If you want to try retraining, you should run this next block then go back to the training block and rerun. But if you want to save your model, DO NOT run this block.

In [None]:
#clean up and free memory
# remove # to run this:

#del model
#del tokenizer
#del trainer
#del tokenized_dataset
#del dataset
#gc.collect()
#torch.cuda.empty_cache()

This code block will push your model to your account on huggingface. Change where it says `your-username`.

In [None]:

#save to hugginface.
#it will ask for your token and then like github push the model
#to your space, ie huggingface.com/your-username/name-of-your-new-model-as-specified-below

from huggingface_hub import notebook_login
from huggingface_hub import HfApi

# First, login to Hugging Face
notebook_login()

# Save the model and all necessary files
trainer.save_model("./SmolLM")

# Save the tokenizer and label map with the model
tokenizer.save_pretrained("./SmolLM")

# Push to hub with a model card
model.push_to_hub("your-username/Smol_archae_metadata_model",
    use_auth_token=True,
    model_card_kwargs={
        "language": "en",
        "license": "mit",
        "datasets": ["custom archaeology dataset"],
    }
)

# Push the tokenizer configuration
tokenizer.push_to_hub("your-username/Smol_archae_metadata_model")

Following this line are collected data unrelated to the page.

use thiserror::Error;

/// Why a single call to the generative service did not produce text.
#[derive(Debug, Clone, PartialEq, Eq, Error)]
pub enum AttemptFailure {
    #[error("rate limited (429)")]
    RateLimited,

    #[error("model not found (404)")]
    NotFound,

    #[error("upstream returned status {0}")]
    Status(u16),

    #[error("transport error: {0}")]
    Transport(String),

    #[error("malformed response: {0}")]
    Malformed(String),
}

impl AttemptFailure {
    /// Classifies a non-success HTTP status.
    pub fn from_status(status: u16) -> Self {
        match status {
            429 => Self::RateLimited,
            404 => Self::NotFound,
            other => Self::Status(other),
        }
    }
}

/// Every attempt allowed by the retry policy failed.
#[derive(Debug, Clone, PartialEq, Eq, Error)]
#[error(
    "all {attempts} attempts failed{}",
    .last.as_ref().map(|f| format!(", last error: {f}")).unwrap_or_default()
)]
pub struct RetryExhausted {
    pub attempts: u32,
    pub last: Option<AttemptFailure>,
}

#[cfg(test)]
mod tests {
    use super::*;

    #[test]
    fn status_classification() {
        assert_eq!(AttemptFailure::from_status(429), AttemptFailure::RateLimited);
        assert_eq!(AttemptFailure::from_status(404), AttemptFailure::NotFound);
        assert_eq!(AttemptFailure::from_status(503), AttemptFailure::Status(503));
    }

    #[test]
    fn exhausted_message_mentions_last_failure() {
        let err = RetryExhausted {
            attempts: 6,
            last: Some(AttemptFailure::RateLimited),
        };
        assert_eq!(err.to_string(), "all 6 attempts failed, last error: rate limited (429)");

        let err = RetryExhausted {
            attempts: 0,
            last: None,
        };
        assert_eq!(err.to_string(), "all 0 attempts failed");
    }
}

# Initialize the Hugging Face API
api = HfApi()




Here's some code to load your model from Huggingface, ie, if you were coming back to the computer after a hiatus and you didn't want to retrain everything from scratch.

In [None]:
# Smol135 versus your fine tuned model

# and here we're going to load the models from huggingface and test them against the same output

# so you can see the difference between fine-tuning the original smol-135 makes
# of course, the result might not yet be much good, but if you paid for more memory/time on the gpu it'd get better
# and also, if you did more with the training data - and more data - to make sure it was how you wanted it...

import torch
from transformers import pipeline, AutoModelForCausalLM, AutoTokenizer
from peft import PeftModel
import json

def generate_response_pipeline(pipeline, input_text, max_length=500, temperature=0):
    """
    Generates a response using a Hugging Face pipeline
    """
    response = pipeline(input_text, max_length=max_length, temperature=0)[0]['generated_text']

    return response

def generate_response(model, tokenizer, input_text, max_length=500, temperature=0):
    """
    Generates a response using the model
    """

    inputs = tokenizer(input_text, return_tensors="pt").to(model.device)

    with torch.no_grad():
        outputs = model.generate(**inputs, max_length=max_length)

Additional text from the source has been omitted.